## TASK TO CARRY OUT
Please write out all of the entries exactly as they appear.

Records from a collection:

========

use std::collections::HashMap;

use async_trait::async_trait;
use spacedash_core::{
    Album, AlbumImage, Artist, DashResult, Popularity, SPOTIFY_TRACK_URL_PREFIX, Track, TrackId,
    validate_url,
};
use tracing::{debug, warn};

use crate::parsers::extract_track_id;

const PLACEHOLDER_COVER: &str = "https://via.placeholder.com/300x300/1db954/ffffff?text=Album+Art";

/// Turns a track id into track metadata.
///
/// `None` is the only negative outcome. Implementations that can fail
/// internally should log the failure and return `None`; see [`Suppressed`].
#[async_trait]
pub trait TrackResolver: Send + Sync {
    async fn resolve(&self, id: &TrackId) -> Option<Track>;
}

/// A lookup backend that reports its own failures.
#[async_trait]
pub trait TrackSource: Send + Sync {
    async fn fetch(&self, id: &TrackId) -> DashResult<Option<Track>>;
}

/// Adapts a [`TrackSource`] to [`TrackResolver`], logging errors and
/// reporting them as absence.
#[derive(Debug, Clone)]
pub struct Suppressed<S> {
    source: S,
}

impl<S: TrackSource> Suppressed<S> {
    pub fn new(source: S) -> Self {
        Self { source }
    }
}

#[async_trait]
impl<S: TrackSource> TrackResolver for Suppressed<S> {
    async fn resolve(&self, id: &TrackId) -> Option<Track> {
        match self.source.fetch(id).await {
            Ok(track) => track,
            Err(err) => {
                warn!(track_id = %id, error = %err, "track lookup failed");
                None
            }
        }
    }
}

/// Synthesizes placeholder metadata for any id.
#[derive(Debug, Clone)]
pub struct MockTrackResolver {
    url_prefix: String,
}

impl MockTrackResolver {
    pub fn new(url_prefix: impl Into<String>) -> DashResult<Self> {
        let url_prefix = url_prefix.into();
        validate_url(&url_prefix)?;
        Ok(Self { url_prefix })
    }

    pub fn url_prefix(&self) -> &str {
        &self.url_prefix
    }

    fn placeholder(&self, id: &TrackId) -> Track {
        Track {
            id: id.clone(),
            title: "Sample Track".to_string(),
            artists: vec![Artist {
                id: "artist123".to_string(),
                name: "Sample Artist".to_string(),
            }],
            album: Album {
                id: "album123".to_string(),
                title: "Sample Album".to_string(),
                images: vec![AlbumImage {
                    url: PLACEHOLDER_COVER.to_string(),
                    height: 300,
                    width: 300,
                }],
            },
            duration_ms: 180_000,
            canonical_url: format!("{}{}", self.url_prefix, id),
            preview_url: None,
            popularity: Popularity::new(75),
        }
    }
}

impl Default for MockTrackResolver {
    fn default() -> Self {
        Self {
            url_prefix: SPOTIFY_TRACK_URL_PREFIX.to_string(),
        }
    }
}

#[async_trait]
impl TrackResolver for MockTrackResolver {
    async fn resolve(&self, id: &TrackId) -> Option<Track> {
        debug!(track_id = %id, "synthesizing placeholder track");
        Some(self.placeholder(id))
    }
}

/// Fixed in-memory catalogue. Unknown ids resolve to `None`.
#[derive(Debug, Clone, Default)]
pub struct StaticTrackResolver {
    tracks: HashMap<TrackId, Track>,
}

impl StaticTrackResolver {
    pub fn new() -> Self {
        Self::default()
    }

    pub fn with_track(mut self, track: Track) -> Self {
        self.tracks.insert(track.id.clone(), track);
        self
    }
}

impl FromIterator<Track> for StaticTrackResolver {
    fn from_iter<I: IntoIterator<Item = Track>>(iter: I) -> Self {
        iter.into_iter().fold(Self::new(), Self::with_track)
    }
}

#[async_trait]
impl TrackResolver for StaticTrackResolver {
    async fn resolve(&self, id: &TrackId) -> Option<Track> {
        self.tracks.get(id).cloned()
    }
}

/// Extracts the id from `locator` and resolves it. A locator without a
/// track id never reaches the resolver.
pub async fn lookup(resolver: &dyn TrackResolver, locator: &str) -> Option<Track> {
    let Some(id) = extract_track_id(locator) else {
        debug!(locator, "no track id in locator");
        return None;
    };
    resolver.resolve(&id).await
}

========

## OUTPUT
use std::collections::HashMap;

use async_trait::async_trait;
use spacedash_core::{
    Album, AlbumImage, Artist, DashResult, Popularity, SPOTIFY_TRACK_URL_PREFIX, Track, TrackId,
    validate_url,
};
use tracing::{debug, warn};

use crate::parsers::extract_track_id;

const PLACEHOLDER_COVER: &str = "https://via.placeholder.com/300x300/1db954/ffffff?text=Album+Art";

/// Turns a track id into track metadata.
///
/// `None` is the only negative outcome. Implementations that can fail
/// internally should log the failure and return `None`; see [`Suppressed`].
#[async_trait]
pub trait TrackResolver: Send + Sync {
    async fn resolve(&self, id: &TrackId) -> Option<Track>;
}

/// A lookup backend that reports its own failures.
#[async_trait]
pub trait TrackSource: Send + Sync {
    async fn fetch(&self, id: &TrackId) -> DashResult<Option<Track>>;
}

/// Adapts a [`TrackSource`] to [`TrackResolver`], logging errors and
/// reporting them as absence.
#[derive(Debug, Clone)]
pub struct Suppressed<S> {
    source: S,
}

impl<S: TrackSource> Suppressed<S> {
    pub fn new(source: S) -> Self {
        Self { source }
    }
}

#[async_trait]
impl<S: TrackSource> TrackResolver for Suppressed<S> {
    async fn resolve(&self, id: &TrackId) -> Option<Track> {
        match self.source.fetch(id).await {
            Ok(track) => track,
            Err(err) => {
                warn!(track_id = %id, error = %err, "track lookup failed");
                None
            }
        }
    }
}

/// Synthesizes placeholder metadata for any id.
#[derive(Debug, Clone)]
pub struct MockTrackResolver {
    url_prefix: String,
}

impl MockTrackResolver {
    pub fn new(url_prefix: impl Into<String>) -> DashResult<Self> {
        let url_prefix = url_prefix.into();
        validate_url(&url_prefix)?;
        Ok(Self { url_prefix })
    }

    pub fn url_prefix(&self) -> &str {
        &self.url_prefix
    }

    fn placeholder(&self, id: &TrackId) -> Track {
        Track {
            id: id.clone(),
            title: "Sample Track".to_string(),
            artists: vec![Artist {
                id: "artist123".to_string(),
                name: "Sample Artist".to_string(),
            }],
            album: Album {
                id: "album123".to_string(),
                title: "Sample Album".to_string(),
                images: vec![AlbumImage {
                    url: PLACEHOLDER_COVER.to_string(),
                    height: 300,
                    width: 300,
                }],
            },
            duration_ms: 180_000,
            canonical_url: format!("{}{}", self.url_prefix, id),
            preview_url: None,
            popularity: Popularity::new(75),
        }
    }
}

impl Default for MockTrackResolver {
    fn default() -> Self {
        Self {
            url_prefix: SPOTIFY_TRACK_URL_PREFIX.to_string(),
        }
    }
}

#[async_trait]
impl TrackResolver for MockTrackResolver {
    async fn resolve(&self, id: &TrackId) -> Option<Track> {
        debug!(track_id = %id, "synthesizing placeholder track");
        Some(self.placeholder(id))
    }
}

/// Fixed in-memory catalogue. Unknown ids resolve to `None`.
#[derive(Debug, Clone, Default)]
pub struct StaticTrackResolver {
    tracks: HashMap<TrackId, Track>,
}

impl StaticTrackResolver {
    pub fn new() -> Self {
        Self::default()
    }

    pub fn with_track(mut self, track: Track) -> Self {
        self.tracks.insert(track.id.clone(), track);
        self
    }
}

impl FromIterator<Track> for StaticTrackResolver {
    fn from_iter<I: IntoIterator<Item = Track>>(iter: I) -> Self {
        iter.into_iter().fold(Self::new(), Self::with_track)
    }
}

#[async_trait]
impl TrackResolver for StaticTrackResolver {
    async fn resolve(&self, id: &TrackId) -> Option<Track> {
        self.tracks.get(id).cloned()
    }
}

/// Extracts the id from `locator` and resolves it. A locator without a
/// track id never reaches the resolver.
pub async fn lookup(resolver: &dyn TrackResolver, locator: &str) -> Option<Track> {
    let Some(id) = extract_track_id(locator) else {
        debug!(locator, "no track id in locator");
        return None;
    };
    resolver.resolve(&id).await
}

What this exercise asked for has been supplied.